Prop 19 Week at the Silly Season

This week is Prop 19 week. Polls anticipate a victory at the polls for California's Proposition 19, the ballot initiative which would legalize marijuana for recreational use across the State. Legalizing a drug that is prohibited under the Federal Controlled Substances Act is certainly a novel problem in federal-state power dynamic. In Gonzales v. Raich the Supreme Court announced that the fact that medical marijuana was recognized by California law did not affect Congress's power to regulate the plant under the Commerce Clause or the DEA's power to prosecute Cannabis growers by grant of authority from Congress. Left unanswered in Raich is the question of whether the States have an active duty to enforce federal law.

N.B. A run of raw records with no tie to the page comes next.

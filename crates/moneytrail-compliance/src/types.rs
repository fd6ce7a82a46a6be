//! Alert and pattern types emitted by the detectors.

use chrono::{NaiveDate, NaiveDateTime};
use moneytrail_core::error::TruncationReason;
use moneytrail_core::risk::RiskLevel;
use serde::{Deserialize, Serialize};
use std::fmt;

// ============================================================================
// Structuring
// ============================================================================

/// Near-uniform same-day transfers from one entity summing above a threshold.
#[derive(Debug, Clone, PartialEq, Serialize, Deserialize)]
pub struct StructuringAlert {
    /// Sending entity.
    pub entity_id: String,
    /// Calendar day of the group, `None` for the undated bucket.
    pub date: Option<NaiveDate>,
    /// Number of transfers in the group.
    pub transaction_count: usize,
    /// Amounts in input order.
    pub values: Vec<f64>,
    /// Sum of amounts.
    pub total_value: f64,
    /// Mean amount.
    pub avg_value: f64,
    /// Population standard deviation.
    pub std_value: f64,
    /// `std_value / avg_value`.
    pub coefficient_of_variation: f64,
    /// `High` above twice the threshold, else `Medium`.
    pub risk_level: RiskLevel,
}

// ============================================================================
// Circular Flows
// ============================================================================

/// One hop of a cycle.
#[derive(Debug, Clone, PartialEq, Serialize, Deserialize)]
pub struct CycleHop {
    /// Sending entity.
    pub from: String,
    /// Receiving entity.
    pub to: String,
    /// Merged edge value.
    pub value: f64,
    /// Transactions merged into the edge.
    pub transaction_count: usize,
}

/// A directed cycle of transfers returning to its origin.
#[derive(Debug, Clone, PartialEq, Serialize, Deserialize)]
pub struct CycleAlert {
    /// Entities in cycle order, starting at the smallest id.
    pub entities: Vec<String>,
    /// Number of entities (and hops).
    pub cycle_length: usize,
    /// Sum of hop values.
    pub total_value: f64,
    /// `total_value / cycle_length`.
    pub avg_value: f64,
    /// Hops in cycle order, closing back on the first entity.
    pub edges: Vec<CycleHop>,
    /// `Critical` above five times the threshold, else `High`.
    pub risk_level: RiskLevel,
}

/// Output of the circular-flow detector.
#[derive(Debug, Clone, Default, PartialEq, Serialize, Deserialize)]
pub struct CircularFlowResult {
    /// Alerts, largest total first.
    pub alerts: Vec<CycleAlert>,
    /// True when enumeration stopped early and `alerts` is a lower bound.
    pub truncated: bool,
    /// Which budget stopped the enumeration.
    pub truncation: Option<TruncationReason>,
    /// Cycles of sufficient length inspected before filtering by value.
    pub cycles_examined: usize,
}

// ============================================================================
// Hubs
// ============================================================================

/// Composite centrality ranking of one entity.
#[derive(Debug, Clone, PartialEq, Serialize, Deserialize)]
pub struct HubRecord {
    /// Entity id.
    pub entity_id: String,
    /// Distinct counterparties in both directions.
    pub total_connections: usize,
    /// Distinct senders.
    pub in_connections: usize,
    /// Distinct receivers.
    pub out_connections: usize,
    /// `in_flow + out_flow`.
    pub total_flow: f64,
    /// Value received.
    pub in_flow: f64,
    /// Value sent.
    pub out_flow: f64,
    /// `in_flow - out_flow`.
    pub net_flow: f64,
    /// Transactions in both directions.
    pub total_transactions: usize,
    /// Weighted heuristic score.
    pub centrality_score: f64,
    /// Tier derived from the score.
    pub risk_level: RiskLevel,
}

// ============================================================================
// Unusual Patterns
// ============================================================================

/// Statistically unusual transaction or entity behaviour.
#[derive(Debug, Clone, PartialEq, Serialize, Deserialize)]
#[serde(tag = "type", rename_all = "snake_case")]
pub enum UnusualPattern {
    /// A single transfer above the IQR fence.
    HighValueOutlier {
        /// Sending entity.
        entity_id: String,
        /// Receiving entity.
        counterparty_id: String,
        /// Transfer amount.
        value: f64,
        /// Percentage of transfers strictly smaller.
        percentile: f64,
        /// Position of the transfer in the caller's input.
        origin_index: u64,
        /// Transfer time, when known.
        timestamp: Option<NaiveDateTime>,
    },
    /// An entity sending far more often than its peers.
    HighFrequency {
        /// Sending entity.
        entity_id: String,
        /// Transfers sent.
        transaction_count: usize,
        /// Mean amount sent.
        avg_value: f64,
        /// Total amount sent.
        total_value: f64,
        /// Distinct receivers.
        distinct_counterparties: usize,
    },
}

impl UnusualPattern {
    /// Entity the pattern is about.
    #[must_use]
    pub fn entity_id(&self) -> &str {
        match self {
            UnusualPattern::HighValueOutlier { entity_id, .. }
            | UnusualPattern::HighFrequency { entity_id, .. } => entity_id,
        }
    }

    /// True for value outliers.
    #[must_use]
    pub fn is_value_outlier(&self) -> bool {
        matches!(self, UnusualPattern::HighValueOutlier { .. })
    }

    /// Human-readable one-line description.
    #[must_use]
    pub fn description(&self) -> String {
        match self {
            UnusualPattern::HighValueOutlier {
                value, percentile, ..
            } => format!("Transaction {value:.2} is an outlier (above {percentile:.1}% of transactions)"),
            UnusualPattern::HighFrequency {
                entity_id,
                transaction_count,
                ..
            } => format!("{entity_id} sent {transaction_count} transactions (above normal)"),
        }
    }
}

// ============================================================================
// Temporal Patterns
// ============================================================================

/// Time bucket a temporal pattern covers.
#[derive(Debug, Clone, Copy, PartialEq, Eq, Hash, Serialize, Deserialize)]
#[serde(rename_all = "snake_case")]
pub enum TemporalBucket {
    /// Saturday or Sunday.
    WeekendActivity,
    /// Hours 22:00 to 05:59.
    NightActivity,
}

impl TemporalBucket {
    /// Returns the bucket label.
    #[must_use]
    pub const fn as_str(&self) -> &'static str {
        match self {
            TemporalBucket::WeekendActivity => "weekend_activity",
            TemporalBucket::NightActivity => "night_activity",
        }
    }
}

impl fmt::Display for TemporalBucket {
    fn fmt(&self, f: &mut fmt::Formatter<'_>) -> fmt::Result {
        f.write_str(self.as_str())
    }
}

/// Aggregate of transfers falling in an unusual time bucket.
#[derive(Debug, Clone, PartialEq, Serialize, Deserialize)]
pub struct TemporalPattern {
    /// Bucket covered.
    pub label: TemporalBucket,
    /// Transfers in the bucket.
    pub count: usize,
    /// Sum of amounts.
    pub total_value: f64,
    /// Mean amount.
    pub avg_value: f64,
}

impl TemporalPattern {
    /// Human-readable one-line description.
    #[must_use]
    pub fn description(&self) -> String {
        match self.label {
            TemporalBucket::WeekendActivity => format!("{} transactions on weekends", self.count),
            TemporalBucket::NightActivity => format!("{} transactions at night", self.count),
        }
    }
}

#[cfg(test)]
mod tests {
    use super::*;

    #[test]
    fn test_unusual_pattern_serializes_tagged() {
        let pattern = UnusualPattern::HighFrequency {
            entity_id: "ACME".to_string(),
            transaction_count: 42,
            avg_value: 10.0,
            total_value: 420.0,
            distinct_counterparties: 3,
        };
        let json = serde_json::to_value(&pattern).unwrap();
        assert_eq!(json["type"], "high_frequency");
        assert_eq!(json["entity_id"], "ACME");
        assert_eq!(pattern.description(), "ACME sent 42 transactions (above normal)");
    }

    #[test]
    fn test_temporal_labels() {
        let pattern = TemporalPattern {
            label: TemporalBucket::NightActivity,
            count: 2,
            total_value: 30.0,
            avg_value: 15.0,
        };
        assert_eq!(pattern.label.to_string(), "night_activity");
        assert_eq!(pattern.description(), "2 transactions at night");
        assert_eq!(
            serde_json::to_value(&pattern).unwrap()["label"],
            "night_activity"
        );
    }
}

To answer this question, I turned to some law journal comments from the end of Prohibition. In support of the 18th Amendment's constitutional ban on "intoxicating liquors", the U.S. Congress drew up the Volstead Act, which criminalized the transportation and sale of alcohol. The Volstead Act established criminal penalties and provided for an enforcement agency. States enacted their own mini-Volstead acts to allow their own law enforcement officers to pursue the goal of temperance with local resources. The laws creating state crimes for alcohol allowed perpetrators to be brought to court in state courts. Whereas state judges may take cognizance of federal remedy laws in civil disputes, they cannot impose federal sentences on perpetrators of purely federal crimes. State courts lack the jurisdiction to hear federal criminal cases. This was the case in 1932 before the repeal of prohibition, and it is the case now under U.S. Code Title 18 Part 2 Chapter 211 § 3231.


California Gov. Arnold Schwarzenegger signed a bill into law last week downgrading possession of marijuana from a misdemeanor to an infraction. Despite the light sentence that California law currently holds for marijuana possession ($100 fine for possession of up to 1 ounce), many misdemeanor defendants demanded a jury trial. The costs of these jury trials far outweighed whatever benefits the state found in continuing to charge cannabis possessors with misdemeanors. This bill has already removed the vast majority of state prosecutions of recreational marijuana users from the state courts.


The remaining criminal sanctions which could be heard in state courts in the absence of Prop 19 passage are possession of over one ounce of marijuana, sale, cultivation, and transportation. These acts are also criminalized by federal law. What effect would Prop 19 have on potential defendants for these crimes? Prop 19 allows local governments to design their own regulation schemes for licensing commercial cultivation and any sellers. However, personal cultivation is declared lawful, and cannot be prevented by local power.


The big news for residents of California is that the law enjoins state officers from participating in any seizure or destruction lawfully owned dried cannabis, seeds, or living plants. State law enforcement officials have cooperated with the DEA and other federal agencies in raiding medical marijuana dispensaries and cultivation centers. This provision has the promise of sparking immediate constitutional litigation about whether a state may legalize a controlled substance under the CSA. Officers of the state of California, like those in any other state, swear to uphold the Federal Constitution and the laws of the federal government. Article VI also provides the rule that federal laws reign supreme over state regulations, and this view was an implicit plank of the Raich decision. If a state agent violates the Prop 19 injunction against seizure in pursuit of upholding a federal law, the question will quickly end up before the Supreme Court. I would then predict that the Court will strike down Prop 19, but the reasons that we can expect such a decision require some further analysis. Hence, Welcome to Prop 19 Week!